TASK TO CARRY OUT — Each line below is to be written out once more, precisely as given.

START SOURCE MATERIAL

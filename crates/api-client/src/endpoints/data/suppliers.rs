//! Suppliers, contact information and Central Digital Platform links

use super::DataApiClient;
use dm_api_core::envelope::Envelope;
use dm_api_core::error::ApiResult;
use dm_api_core::request::QueryParams;
use serde_json::Value;

/// Filters for [`DataApiClient::find_suppliers`]
#[derive(Debug, Clone, Default)]
pub struct FindSuppliers {
    /// Name prefix
    pub prefix: Option<String>,
    /// Page number, starting at 1
    pub page: Option<u32>,
    /// Framework slug
    pub framework: Option<String>,
    /// DUNS number
    pub duns_number: Option<String>,
    /// Companies House number
    pub company_registration_number: Option<String>,
    /// Supplier name
    pub name: Option<String>,
}

impl FindSuppliers {
    fn query(&self) -> QueryParams {
        QueryParams::new()
            .opt("prefix", self.prefix.as_deref())
            .opt("page", self.page)
            .opt("framework", self.framework.as_deref())
            .opt("duns_number", self.duns_number.as_deref())
            .opt(
                "company_registration_number",
                self.company_registration_number.as_deref(),
            )
            .opt("name", self.name.as_deref())
    }
}

impl DataApiClient {
    /// GET /suppliers
    pub fn find_suppliers(&self, filters: FindSuppliers) -> ApiResult<Value> {
        self.client.get_with("/suppliers", filters.query())
    }

    /// Every supplier matching `filters`, across pages
    pub fn find_suppliers_iter(
        &self,
        filters: FindSuppliers,
    ) -> impl Iterator<Item = ApiResult<Value>> + '_ {
        self.client.pages("suppliers", "/suppliers", filters.query())
    }

    /// GET /suppliers/{id}
    ///
    /// A missing supplier is an error, unlike services and users.
    pub fn get_supplier(&self, supplier_id: u64, with_cdp_supplier_information: bool) -> ApiResult<Value> {
        let query = QueryParams::new().flag(
            "with_cdp_supplier_information",
            with_cdp_supplier_information.then_some(true),
        );
        self.client
            .get_with(&format!("/suppliers/{supplier_id}"), query)
    }

    /// POST /suppliers
    pub fn create_supplier(&self, supplier: Value) -> ApiResult<Value> {
        self.client
            .post("/suppliers", Envelope::wrap("suppliers", supplier))
    }

    /// POST /suppliers/{id}
    pub fn update_supplier(&self, supplier_id: u64, supplier: Value, user: Option<&str>) -> ApiResult<Value> {
        let body = Envelope::wrap("suppliers", supplier).updated_by(self.user(user)?);
        self.client.post(&format!("/suppliers/{supplier_id}"), body)
    }

    /// POST /suppliers/{id}/contact-information/{contact_id}
    pub fn update_contact_information(
        &self,
        supplier_id: u64,
        contact_id: u64,
        contact: Value,
        user: Option<&str>,
    ) -> ApiResult<Value> {
        let body = Envelope::wrap("contactInformation", contact).updated_by(self.user(user)?);
        self.client.post(
            &format!("/suppliers/{supplier_id}/contact-information/{contact_id}"),
            body,
        )
    }

    /// POST /suppliers/{id}/contact-information/{contact_id}/remove-personal-data
    pub fn remove_contact_information_personal_data(
        &self,
        supplier_id: u64,
        contact_id: u64,
        user: Option<&str>,
    ) -> ApiResult<Value> {
        let body = Envelope::new().updated_by(self.user(user)?);
        self.client.post(
            &format!("/suppliers/{supplier_id}/contact-information/{contact_id}/remove-personal-data"),
            body,
        )
    }

    /// GET /suppliers/export/{framework}
    pub fn export_suppliers(&self, framework_slug: &str) -> ApiResult<Value> {
        self.client
            .get(&format!("/suppliers/export/{framework_slug}"))
    }

    /// Every exported supplier for a framework, across pages
    pub fn export_suppliers_iter(
        &self,
        framework_slug: &str,
    ) -> impl Iterator<Item = ApiResult<Value>> + '_ {
        self.client.pages(
            "suppliers",
            format!("/suppliers/export/{framework_slug}"),
            QueryParams::new(),
        )
    }

    // -------------------------------------------------------------------------
    // Central Digital Platform
    // -------------------------------------------------------------------------

    /// Link a supplier to its Central Digital Platform record
    ///
    /// POST /suppliers/{id}/central-digital-platform/create
    pub fn create_central_digital_platform_connection(
        &self,
        supplier_id: u64,
        central_digital_platform_data: Value,
        trading_name: &str,
        user: Option<&str>,
    ) -> ApiResult<Value> {
        let body = Envelope::new()
            .with("centralDigitalPlatformData", central_digital_platform_data)
            .with("tradingName", trading_name)
            .updated_by(self.user(user)?);
        self.client.post(
            &format!("/suppliers/{supplier_id}/central-digital-platform/create"),
            body,
        )
    }

    /// POST /suppliers/{id}/central-digital-platform/revoke
    pub fn revoke_central_digital_platform_connection(
        &self,
        supplier_id: u64,
        user: Option<&str>,
    ) -> ApiResult<Value> {
        let body = Envelope::new().updated_by(self.user(user)?);
        self.client.post(
            &format!("/suppliers/{supplier_id}/central-digital-platform/revoke"),
            body,
        )
    }

    /// POST /suppliers/{id}/central-digital-platform/update
    ///
    /// `frameworks_to_update` is only sent when given.
    pub fn update_supplier_central_digital_platform_data(
        &self,
        supplier_id: u64,
        central_digital_platform_data: Value,
        frameworks_to_update: Option<&[&str]>,
        user: Option<&str>,
    ) -> ApiResult<Value> {
        let body = Envelope::new()
            .with("centralDigitalPlatformData", central_digital_platform_data)
            .with_opt("frameworksToUpdate", frameworks_to_update.map(<[&str]>::to_vec))
            .updated_by(self.user(user)?);
        self.client.post(
            &format!("/suppliers/{supplier_id}/central-digital-platform/update"),
            body,
        )
    }

    /// POST /suppliers/{id}/frameworks/{framework}/central-digital-platform/update
    pub fn update_supplier_framework_central_digital_platform_data(
        &self,
        supplier_id: u64,
        framework_slug: &str,
        central_digital_platform_data: Value,
        user: Option<&str>,
    ) -> ApiResult<Value> {
        let body = Envelope::new()
            .with("centralDigitalPlatformData", central_digital_platform_data)
            .updated_by(self.user(user)?);
        self.client.post(
            &format!(
                "/suppliers/{supplier_id}/frameworks/{framework_slug}/central-digital-platform/update"
            ),
            body,
        )
    }

    /// GET /suppliers/central-digital-platform/verify-organisation/{id}
    pub fn verify_central_digital_platform_organisation(&self, organisation_id: &str) -> ApiResult<Value> {
        self.client.get(&format!(
            "/suppliers/central-digital-platform/verify-organisation/{organisation_id}"
        ))
    }
}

END SOURCE MATERIAL

TASK SOLUTION —
filename crates/api-client/src/endpoints/data/suppliers.rs
//! Suppliers, contact information and Central Digital Platform links

use super::DataApiClient;
use dm_api_core::envelope::Envelope;
use dm_api_core::error::ApiResult;
use dm_api_core::request::QueryParams;
use serde_json::Value;

/// Filters for [`DataApiClient::find_suppliers`]
#[derive(Debug, Clone, Default)]
pub struct FindSuppliers {
    /// Name prefix
    pub prefix: Option<String>,
    /// Page number, starting at 1
    pub page: Option<u32>,
    /// Framework slug
    pub framework: Option<String>,
    /// DUNS number
    pub duns_number: Option<String>,
    /// Companies House number
    pub company_registration_number: Option<String>,
    /// Supplier name
    pub name: Option<String>,
}

impl FindSuppliers {
    fn query(&self) -> QueryParams {
        QueryParams::new()
            .opt("prefix", self.prefix.as_deref())
            .opt("page", self.page)
            .opt("framework", self.framework.as_deref())
            .opt("duns_number", self.duns_number.as_deref())
            .opt(
                "company_registration_number",
                self.company_registration_number.as_deref(),
            )
            .opt("name", self.name.as_deref())
    }
}

impl DataApiClient {
    /// GET /suppliers
    pub fn find_suppliers(&self, filters: FindSuppliers) -> ApiResult<Value> {
        self.client.get_with("/suppliers", filters.query())
    }

    /// Every supplier matching `filters`, across pages
    pub fn find_suppliers_iter(
        &self,
        filters: FindSuppliers,
    ) -> impl Iterator<Item = ApiResult<Value>> + '_ {
        self.client.pages("suppliers", "/suppliers", filters.query())
    }

    /// GET /suppliers/{id}
    ///
    /// A missing supplier is an error, unlike services and users.
    pub fn get_supplier(&self, supplier_id: u64, with_cdp_supplier_information: bool) -> ApiResult<Value> {
        let query = QueryParams::new().flag(
            "with_cdp_supplier_information",
            with_cdp_supplier_information.then_some(true),
        );
        self.client
            .get_with(&format!("/suppliers/{supplier_id}"), query)
    }

    /// POST /suppliers
    pub fn create_supplier(&self, supplier: Value) -> ApiResult<Value> {
        self.client
            .post("/suppliers", Envelope::wrap("suppliers", supplier))
    }

    /// POST /suppliers/{id}
    pub fn update_supplier(&self, supplier_id: u64, supplier: Value, user: Option<&str>) -> ApiResult<Value> {
        let body = Envelope::wrap("suppliers", supplier).updated_by(self.user(user)?);
        self.client.post(&format!("/suppliers/{supplier_id}"), body)
    }

    /// POST /suppliers/{id}/contact-information/{contact_id}
    pub fn update_contact_information(
        &self,
        supplier_id: u64,
        contact_id: u64,
        contact: Value,
        user: Option<&str>,
    ) -> ApiResult<Value> {
        let body = Envelope::wrap("contactInformation", contact).updated_by(self.user(user)?);
        self.client.post(
            &format!("/suppliers/{supplier_id}/contact-information/{contact_id}"),
            body,
        )
    }

    /// POST /suppliers/{id}/contact-information/{contact_id}/remove-personal-data
    pub fn remove_contact_information_personal_data(
        &self,
        supplier_id: u64,
        contact_id: u64,
        user: Option<&str>,
    ) -> ApiResult<Value> {
        let body = Envelope::new().updated_by(self.user(user)?);
        self.client.post(
            &format!("/suppliers/{supplier_id}/contact-information/{contact_id}/remove-personal-data"),
            body,
        )
    }

    /// GET /suppliers/export/{framework}
    pub fn export_suppliers(&self, framework_slug: &str) -> ApiResult<Value> {
        self.client
            .get(&format!("/suppliers/export/{framework_slug}"))
    }

    /// Every exported supplier for a framework, across pages
    pub fn export_suppliers_iter(
        &self,
        framework_slug: &str,
    ) -> impl Iterator<Item = ApiResult<Value>> + '_ {
        self.client.pages(
            "suppliers",
            format!("/suppliers/export/{framework_slug}"),
            QueryParams::new(),
        )
    }

    // -------------------------------------------------------------------------
    // Central Digital Platform
    // -------------------------------------------------------------------------

    /// Link a supplier to its Central Digital Platform record
    ///
    /// POST /suppliers/{id}/central-digital-platform/create
    pub fn create_central_digital_platform_connection(
        &self,
        supplier_id: u64,
        central_digital_platform_data: Value,
        trading_name: &str,
        user: Option<&str>,
    ) -> ApiResult<Value> {
        let body = Envelope::new()
            .with("centralDigitalPlatformData", central_digital_platform_data)
            .with("tradingName", trading_name)
            .updated_by(self.user(user)?);
        self.client.post(
            &format!("/suppliers/{supplier_id}/central-digital-platform/create"),
            body,
        )
    }

    /// POST /suppliers/{id}/central-digital-platform/revoke
    pub fn revoke_central_digital_platform_connection(
        &self,
        supplier_id: u64,
        user: Option<&str>,
    ) -> ApiResult<Value> {
        let body = Envelope::new().updated_by(self.user(user)?);
        self.client.post(
            &format!("/suppliers/{supplier_id}/central-digital-platform/revoke"),
            body,
        )
    }

    /// POST /suppliers/{id}/central-digital-platform/update
    ///
    /// `frameworks_to_update` is only sent when given.
    pub fn update_supplier_central_digital_platform_data(
        &self,
        supplier_id: u64,
        central_digital_platform_data: Value,
        frameworks_to_update: Option<&[&str]>,
        user: Option<&str>,
    ) -> ApiResult<Value> {
        let body = Envelope::new()
            .with("centralDigitalPlatformData", central_digital_platform_data)
            .with_opt("frameworksToUpdate", frameworks_to_update.map(<[&str]>::to_vec))
            .updated_by(self.user(user)?);
        self.client.post(
            &format!("/suppliers/{supplier_id}/central-digital-platform/update"),
            body,
        )
    }

    /// POST /suppliers/{id}/frameworks/{framework}/central-digital-platform/update
    pub fn update_supplier_framework_central_digital_platform_data(
        &self,
        supplier_id: u64,
        framework_slug: &str,
        central_digital_platform_data: Value,
        user: Option<&str>,
    ) -> ApiResult<Value> {
        let body = Envelope::new()
            .with("centralDigitalPlatformData", central_digital_platform_data)
            .updated_by(self.user(user)?);
        self.client.post(
            &format!(
                "/suppliers/{supplier_id}/frameworks/{framework_slug}/central-digital-platform/update"
            ),
            body,
        )
    }

    /// GET /suppliers/central-digital-platform/verify-organisation/{id}
    pub fn verify_central_digital_platform_organisation(&self, organisation_id: &str) -> ApiResult<Value> {
        self.client.get(&format!(
            "/suppliers/central-digital-platform/verify-organisation/{organisation_id}"
        ))
    }
}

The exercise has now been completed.